Wissenschaftlicher Artikel/Review (Englisch)

Zeitschrift

Eur Urol 2014

Veröffentlichungsdatum

04.11.2014

eISSN (Online)

1873-7560

Kurzbeschreibung/Zielsetzung

BACKGROUND
Loss of the tumor suppressor phosphatase and tensin homolog (PTEN) occurs frequently in prostate cancers. Preclinical evidence suggests that activation of PI3K/AKT signaling through loss of PTEN can result in resistance to hormonal treatment in prostate cancer.

OBJECTIVE
To explore the antitumor activity of abiraterone acetate (abiraterone) in castration-resistant prostate cancer (CRPC) patients with and without loss of PTEN protein expression.

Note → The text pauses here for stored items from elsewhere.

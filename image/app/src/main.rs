/*++

Licensed under the Apache-2.0 license.

File Name:

   main.rs

Abstract:

    Main entry point of the ACR blob imaging application

--*/
use std::path::PathBuf;

use clap::{arg, value_parser, Command};
use log::LevelFilter;
use simple_logger::SimpleLogger;

mod create;
mod inspect;

/// Entry point
fn main() {
    let sub_cmds = vec![
        Command::new("create")
            .about("Create a new ACR non-WPR blob")
            .arg(
                arg!(--"config" <FILE> "Blob Configuration file")
                    .required(true)
                    .value_parser(value_parser!(PathBuf)),
            )
            .arg(
                arg!(--"out" <FILE> "Output blob file")
                    .required(true)
                    .value_parser(value_parser!(PathBuf)),
            )
            .arg(
                arg!(--"desc-out" <FILE> "Output ACR descriptor file")
                    .required(false)
                    .value_parser(value_parser!(PathBuf)),
            ),
        Command::new("inspect")
            .about("Decode a staged or post-run ACR blob")
            .arg(
                arg!(--"blob" <FILE> "Blob file")
                    .required(true)
                    .value_parser(value_parser!(PathBuf)),
            )
            .arg(
                arg!(--"desc" <FILE> "ACR descriptor file")
                    .required(false)
                    .value_parser(value_parser!(PathBuf)),
            ),
    ];

    let cmd = Command::new("acr-image")
        .arg_required_else_help(true)
        .arg(arg!(-v --verbose "Log every placement decision").global(true))
        .subcommands(sub_cmds)
        .about("ACR secure boot blob tools")
        .get_matches();

    let level = if cmd.get_flag("verbose") {
        LevelFilter::Debug
    } else {
        LevelFilter::Info
    };
    let _ = SimpleLogger::new().with_level(level).init();

    let result = match cmd.subcommand() {
        Some(("create", args)) => create::run_cmd(args),
        Some(("inspect", args)) => inspect::run_cmd(args),
        _ => unreachable!(),
    };

    if let Err(err) = result {
        log::error!("{err:#}");
        std::process::exit(1);
    }
}
/*++

Licensed under the Apache-2.0 license.

File Name:

   ucode_desc.rs

Abstract:

    Builds the per falcon signature and dependency map descriptor.

--*/

use acr_image_types::*;

/// Ucode descriptor builder
pub struct UcodeDescBuilder<'a> {
    falcon_id: FalconId,
    signature: &'a LsSignature,
    dependencies: &'a [DepMapEntry],
}

impl<'a> UcodeDescBuilder<'a> {
    /// Create an instance of `UcodeDescBuilder`
    ///
    /// # Arguments
    ///
    /// * `falcon_id` - Falcon the descriptor is built for
    /// * `signature` - Signature metadata parsed from the firmware
    pub fn new(falcon_id: FalconId, signature: &'a LsSignature) -> Self {
        Self {
            falcon_id,
            signature,
            dependencies: &[],
        }
    }

    /// Dependencies appended after the ones recorded in the signature
    pub fn dependencies(mut self, dependencies: &'a [DepMapEntry]) -> Self {
        self.dependencies = dependencies;
        self
    }

    /// Build the descriptor
    ///
    /// # Returns
    ///
    /// * `LsfUcodeDesc` - Descriptor embedded in the falcon's LSB header
    pub fn build(&self) -> AcrResult<LsfUcodeDesc> {
        let sig = self.signature;
        if sig.falcon_id != u32::from(self.falcon_id) {
            return Err(AcrError::UCODE_DESC_FALCON_ID_MISMATCH);
        }

        let mut dep_map = sig.dep_map;
        for dep in self.dependencies {
            dep_map.push(*dep)?;
        }
        let (packed, count) = dep_map.encode();

        let mut desc = LsfUcodeDesc {
            falcon_id: self.falcon_id.into(),
            dep_map_count: count,
            dep_map: packed,
            kdf: sig.kdf,
            ..Default::default()
        };

        if let Some(keys) = sig.prd_keys {
            desc.prd_keys = keys;
            desc.b_prd_present = 1;
        }
        if let Some(keys) = sig.dbg_keys {
            desc.dbg_keys = keys;
            desc.b_dbg_present = 1;
        }
        if let Some(version) = sig.version {
            desc.bsupports_versioning = 1;
            desc.version = version;
        }

        Ok(desc)
    }
}

#[cfg(test)]
mod tests {
    use super::*;

    fn signature() -> LsSignature {
        let mut dep_map = DepMap::new();
        dep_map
            .push(DepMapEntry {
                falcon_id: FalconId::Pmu,
                hash: [1, 2, 3, 4],
            })
            .unwrap();
        LsSignature {
            falcon_id: FalconId::Fecs.into(),
            prd_keys: Some([[0x11; 16], [0x22; 16]]),
            dbg_keys: None,
            version: None,
            dep_map,
            kdf: [0x33; 16],
        }
    }

    #[test]
    fn test_build_copies_signature() {
        let sig = signature();
        let desc = UcodeDescBuilder::new(FalconId::Fecs, &sig).build().unwrap();
        assert_eq!(desc.falcon_id, 2);
        assert_eq!(desc.b_prd_present, 1);
        assert_eq!(desc.prd_keys, [[0x11; 16], [0x22; 16]]);
        assert_eq!(desc.b_dbg_present, 0);
        assert_eq!(desc.dbg_keys, [[0; 16]; 2]);
        assert_eq!(desc.kdf, [0x33; 16]);
    }

    #[test]
    fn test_version_only_when_supported() {
        let mut sig = signature();
        let desc = UcodeDescBuilder::new(FalconId::Fecs, &sig).build().unwrap();
        assert_eq!(desc.bsupports_versioning, 0);
        assert_eq!(desc.version, 0);

        sig.version = Some(0x1234);
        let desc = UcodeDescBuilder::new(FalconId::Fecs, &sig).build().unwrap();
        assert_eq!(desc.bsupports_versioning, 1);
        assert_eq!(desc.version, 0x1234);
    }

    #[test]
    fn test_dependencies_keep_declared_order() {
        let sig = signature();
        let extra = [
            DepMapEntry {
                falcon_id: FalconId::Gpccs,
                hash: [9; 4],
            },
            DepMapEntry {
                falcon_id: FalconId::Sec2,
                hash: [8; 4],
            },
        ];
        let desc = UcodeDescBuilder::new(FalconId::Fecs, &sig)
            .dependencies(&extra)
            .build()
            .unwrap();
        assert_eq!(desc.dep_map_count, 3);

        let decoded = DepMap::decode(&desc.dep_map, desc.dep_map_count).unwrap();
        let order: Vec<_> = decoded.iter().map(|e| e.falcon_id).collect();
        assert_eq!(order, [FalconId::Pmu, FalconId::Gpccs, FalconId::Sec2]);
    }

    #[test]
    fn test_dependency_overflow_fails_closed() {
        let sig = signature();
        let extra = [DepMapEntry {
            falcon_id: FalconId::Gpccs,
            hash: [0; 4],
        }; LSF_DEP_MAP_MAX_ENTRIES];
        assert_eq!(
            UcodeDescBuilder::new(FalconId::Fecs, &sig)
                .dependencies(&extra)
                .build(),
            Err(AcrError::UCODE_DESC_DEP_MAP_OVERFLOW)
        );
    }

    #[test]
    fn test_falcon_mismatch() {
        let sig = signature();
        assert_eq!(
            UcodeDescBuilder::new(FalconId::Gpccs, &sig).build(),
            Err(AcrError::UCODE_DESC_FALCON_ID_MISMATCH)
        );
    }
}
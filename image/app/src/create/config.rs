/*++

Licensed under the Apache-2.0 license.

File Name:

   config.rs

Abstract:

    File contains utilities for parsing blob configuration files

--*/

use acr_image_types::{FalconId, SubWprUseCase};
use anyhow::Context;
use serde_derive::{Deserialize, Serialize};
use std::path::{Path, PathBuf};

/// Dependency on another falcon's image
#[derive(Debug, Serialize, Deserialize)]
pub(crate) struct DependencyConfig {
    pub id: FalconId,

    /// 4 byte hash contribution, hex encoded
    pub hash: String,
}

/// LS falcon firmware configuration
#[derive(Debug, Serialize, Deserialize)]
pub(crate) struct FalconConfig {
    pub id: FalconId,

    pub desc: PathBuf,

    pub image: PathBuf,

    /// Unsigned debug image when absent
    pub sig: Option<PathBuf>,

    #[serde(default)]
    pub lazy: bool,

    /// LSB flag names, e.g. `DMACTL_REQ_CTX`; falcon defaults when absent
    pub flags: Option<Vec<String>>,

    #[serde(default)]
    pub ctx_dma: u32,

    #[serde(default)]
    pub argc: u32,

    #[serde(default)]
    pub argv: u32,

    #[serde(default)]
    pub dependencies: Vec<DependencyConfig>,
}

/// Driver supplied WPR region
#[derive(Debug, Serialize, Deserialize)]
pub(crate) struct RegionConfig {
    pub region_id: u32,

    pub start: u64,

    pub end: u64,

    #[serde(default)]
    pub read_mask: u32,

    #[serde(default)]
    pub write_mask: u32,

    #[serde(default)]
    pub client_mask: u32,
}

// Blob Configuration
#[derive(Debug, Serialize, Deserialize)]
pub(crate) struct BlobConfig {
    pub owner: Option<FalconId>,

    pub nonwpr_base: u64,

    pub wpr_base: u64,

    pub mmu_mem_range: Option<u32>,

    /// Hardware defined geometry when empty
    #[serde(default)]
    pub regions: Vec<RegionConfig>,

    #[serde(default)]
    pub sub_wprs: Vec<SubWprUseCase>,

    pub falcons: Vec<FalconConfig>,
}

/// Load Blob Configuration from file
pub(crate) fn load_blob_config(path: &Path) -> anyhow::Result<BlobConfig> {
    let config_str = std::fs::read_to_string(path)
        .with_context(|| format!("Failed to read the config file {}", path.display()))?;

    let config: BlobConfig = toml::from_str(&config_str)
        .with_context(|| format!("Failed to parse config file {}", path.display()))?;

    Ok(config)
}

DESIGN, SETTING, AND PARTICIPANTS
We retrospectively identified patients who had received abiraterone and had hormone-sensitive prostate cancer (HSPC) and/or CRPC tissue available for PTEN immunohistochemical analysis.

OUTCOME MEASUREMENTS AND STATISTICAL ANALYSIS
The primary end point was overall survival from initiation of abiraterone treatment. Relationship with outcome was analyzed using multivariate Cox regression and log-rank analyses.

RESULTS AND LIMITATIONS
A total of 144 patients were identified who had received abiraterone post-docetaxel and had available tumor tissue. Overall, loss of PTEN expression was observed in 40% of patients. Matched HSPC and CRPC tumor biopsies were available for 41 patients. PTEN status in CRPC correlated with HSPC in 86% of cases. Loss of PTEN expression was associated with shorter median overall survival (14 vs 21 mo; hazard ratio [HR]: 1.75; 95% confidence interval [CI], 1.19-2.55; p=0.004) and shorter median duration of abiraterone treatment (24 vs 28 wk; HR: 1.6; 95% CI, 1.12-2.28; p=0.009). PTEN protein loss, high lactate dehydrogenase, and the presence of visceral metastases were identified as independent prognostic factors in multivariate analysis.

CONCLUSIONS
Our results indicate that loss of PTEN expression was associated with worse survival and shorter time on abiraterone treatment. Further studies in larger and prospective cohorts are warranted.

PATIENT SUMMARY
PTEN is a protein often lost in prostate cancer cells. In this study we evaluated if prostate cancers that lack this protein respond differently to treatment with abiraterone acetate. We demonstrated that the survival of patients with loss of PTEN is shorter than patients with normal PTEN expression.